Retirándose de la superficie de piedra, enfocó al frente el rayo de su casco y vio que lo peor había pasado. Unos cuantos pasos vacilantes y podría saltar a algo vagamente parecido a un sendero, con suficiente espacio para caminar derecho en vez de hacerlo encorvado como un gnomo en un laberinto.

Efectuó el salto rápidamente y aterrizó con agilidad, las manos bien separadas para mantener el equilibrio. Después de asustar la lámpara, George contempló un estrecho tubo de arenisca suavizada por el agua que ascendía hasta donde una brusca cuña dividía el canal serpenteante. Un pasadizo esparció su luz entre columnas resplandecientes, donde los filtros minerales habían formado arcos que recordaban la mezquita de Córdoba. No había advertido esta galería en su viaje hacia fuera. Ahora se detuvo a esbozar la abertura en su placa de bolsillo.

Lo aceptable sería publicar el mapa, por supuesto. Habría dinero, prestigio. Pero había jurado que la Red ni siquiera recibiría este dato.

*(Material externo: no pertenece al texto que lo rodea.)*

use axum::{
    extract::{Path, Query, State},
    http::StatusCode,
    response::IntoResponse,
    Extension, Json,
};
use serde_json::json;
use std::sync::Arc;
use validator::Validate;

use crate::extractors::AppJson;
use crate::middlewares::auth::JwtClaims;
use crate::models::question::{
    BulkUploadRequest, CreateQuestionRequest, ListQuestionsQuery, UpdateQuestionRequest,
};
use crate::services::{question_service::QuestionService, AppState};

fn service(state: &AppState) -> QuestionService {
    QuestionService::new(state.mongo.clone())
}

pub async fn create_question(
    State(state): State<Arc<AppState>>,
    Extension(claims): Extension<JwtClaims>,
    AppJson(req): AppJson<CreateQuestionRequest>,
) -> Result<impl IntoResponse, (StatusCode, String)> {
    if let Err(e) = req.validate() {
        return Err((StatusCode::BAD_REQUEST, e.to_string()));
    }

    match service(&state).create(req, &claims.sub).await {
        Ok(question) => Ok((StatusCode::CREATED, Json(question))),
        Err(e) => {
            let msg = e.to_string();
            let status = if msg.contains("Invalid question") {
                StatusCode::BAD_REQUEST
            } else {
                tracing::error!("Failed to create question: {}", e);
                StatusCode::INTERNAL_SERVER_ERROR
            };
            Err((status, msg))
        }
    }
}

pub async fn bulk_upload(
    State(state): State<Arc<AppState>>,
    Extension(claims): Extension<JwtClaims>,
    AppJson(req): AppJson<BulkUploadRequest>,
) -> Result<impl IntoResponse, (StatusCode, String)> {
    if let Err(e) = req.validate() {
        return Err((StatusCode::BAD_REQUEST, e.to_string()));
    }

    tracing::info!("Bulk question upload by: {}", claims.sub);

    match service(&state).bulk_upload(&req.text, &claims.sub).await {
        Ok(response) => {
            let status = if response.uploaded == 0 {
                // Nothing usable in the pasted text.
                StatusCode::UNPROCESSABLE_ENTITY
            } else {
                StatusCode::CREATED
            };
            Ok((status, Json(response)))
        }
        Err(e) => {
            tracing::error!("Bulk upload failed: {}", e);
            Err((StatusCode::INTERNAL_SERVER_ERROR, e.to_string()))
        }
    }
}

pub async fn list_questions(
    State(state): State<Arc<AppState>>,
    Query(query): Query<ListQuestionsQuery>,
) -> Result<impl IntoResponse, (StatusCode, String)> {
    match service(&state).list(query).await {
        Ok(questions) => Ok((StatusCode::OK, Json(questions))),
        Err(e) => {
            tracing::error!("Failed to list questions: {}", e);
            Err((StatusCode::INTERNAL_SERVER_ERROR, e.to_string()))
        }
    }
}

pub async fn get_question(
    State(state): State<Arc<AppState>>,
    Path(question_id): Path<String>,
) -> Result<impl IntoResponse, (StatusCode, String)> {
    match service(&state).get(&question_id).await {
        Ok(question) => Ok((StatusCode::OK, Json(question))),
        Err(e) => {
            let msg = e.to_string();
            let status = if msg.contains("not found") || msg.contains("Invalid question id") {
                StatusCode::NOT_FOUND
            } else {
                tracing::error!("Failed to load question: {}", e);
                StatusCode::INTERNAL_SERVER_ERROR
            };
            Err((status, msg))
        }
    }
}

pub async fn update_question(
    State(state): State<Arc<AppState>>,
    Path(question_id): Path<String>,
    AppJson(req): AppJson<UpdateQuestionRequest>,
) -> Result<impl IntoResponse, (StatusCode, String)> {
    match service(&state).update(&question_id, req).await {
        Ok(question) => Ok((StatusCode::OK, Json(question))),
        Err(e) => {
            let msg = e.to_string();
            let status = if msg.contains("Invalid question:") {
                StatusCode::BAD_REQUEST
            } else if msg.contains("not found") || msg.contains("Invalid question id") {
                StatusCode::NOT_FOUND
            } else {
                tracing::error!("Failed to update question: {}", e);
                StatusCode::INTERNAL_SERVER_ERROR
            };
            Err((status, msg))
        }
    }
}

pub async fn delete_question(
    State(state): State<Arc<AppState>>,
    Path(question_id): Path<String>,
) -> Result<impl IntoResponse, (StatusCode, String)> {
    match service(&state).delete(&question_id).await {
        Ok(()) => Ok(StatusCode::NO_CONTENT),
        Err(e) => {
            let msg = e.to_string();
            let status = if msg.contains("not found") || msg.contains("Invalid question id") {
                StatusCode::NOT_FOUND
            } else {
                tracing::error!("Failed to delete question: {}", e);
                StatusCode::INTERNAL_SERVER_ERROR
            };
            Err((status, msg))
        }
    }
}

pub async fn categories(
    State(state): State<Arc<AppState>>,
) -> Result<impl IntoResponse, (StatusCode, String)> {
    match service(&state).categories().await {
        Ok(categories) => Ok((StatusCode::OK, Json(categories))),
        Err(e) => {
            tracing::error!("Failed to list categories: {}", e);
            Err((StatusCode::INTERNAL_SERVER_ERROR, e.to_string()))
        }
    }
}

pub async fn count(
    State(state): State<Arc<AppState>>,
) -> Result<impl IntoResponse, (StatusCode, String)> {
    match service(&state).count().await {
        Ok(total) => Ok((StatusCode::OK, Json(json!({ "total": total })))),
        Err(e) => {
            tracing::error!("Failed to count questions: {}", e);
            Err((StatusCode::INTERNAL_SERVER_ERROR, e.to_string()))
        }
    }
}

pub async fn difficulty_distribution(
    State(state): State<Arc<AppState>>,
) -> Result<impl IntoResponse, (StatusCode, String)> {
    match service(&state).difficulty_distribution().await {
        Ok(distribution) => {
            let by_difficulty: serde_json::Map<String, serde_json::Value> = distribution
                .into_iter()
                .map(|(difficulty, count)| (difficulty, json!(count)))
                .collect();
            Ok((StatusCode::OK, Json(json!(by_difficulty))))
        }
        Err(e) => {
            tracing::error!("Failed to aggregate difficulty distribution: {}", e);
            Err((StatusCode::INTERNAL_SERVER_ERROR, e.to_string()))
        }
    }
}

¿Cómo se justifica una mentira?, se preguntó George mientras desandaba cuidadosamente sus pasos.

Una década antes, al descubrir por primera vez las inmensas cavernas situadas bajo las montañas de Nueva Guinea, había elegido abstenerse de mencionar su existencia a sus clientes. ¿Era eso un robo, guardar para sí esta maravilla? Tal vez. Pero peor que el mismo robo era la mentira.

Creer seis cosas imposibles o contradictorias antes de desayunar. Sí, Stan. Y una cosa imposible que creí fue que podría salvaguardar este lugar.

Tuvo que pasar de cabeza, apretujándose, para franquear la siguiente apertura, y se deslizó por una rampa hasta llegar a una chispeante capilla en miniatura.

Retorcidas acumulaciones de calcita cubrían no sólo las paredes, sino también el suelo, arrancando deslumbrantes destellos cristalinos a la luz de la linterna. Se llamaba «caverna de coral», un fenómeno bastante común hasta que los seres humanos inventaron la espeleología y penetraron las profundidades en busca de los tesoros ocultos de la Tierra. Ahora el coral había desaparecido de casi todas las cavernas conocidas de la Tierra, robado pieza a pieza por los cazadores de recuerdos, cada uno de ellos convencido de que nadie echaría en falta aquel fragmento que se llevaba.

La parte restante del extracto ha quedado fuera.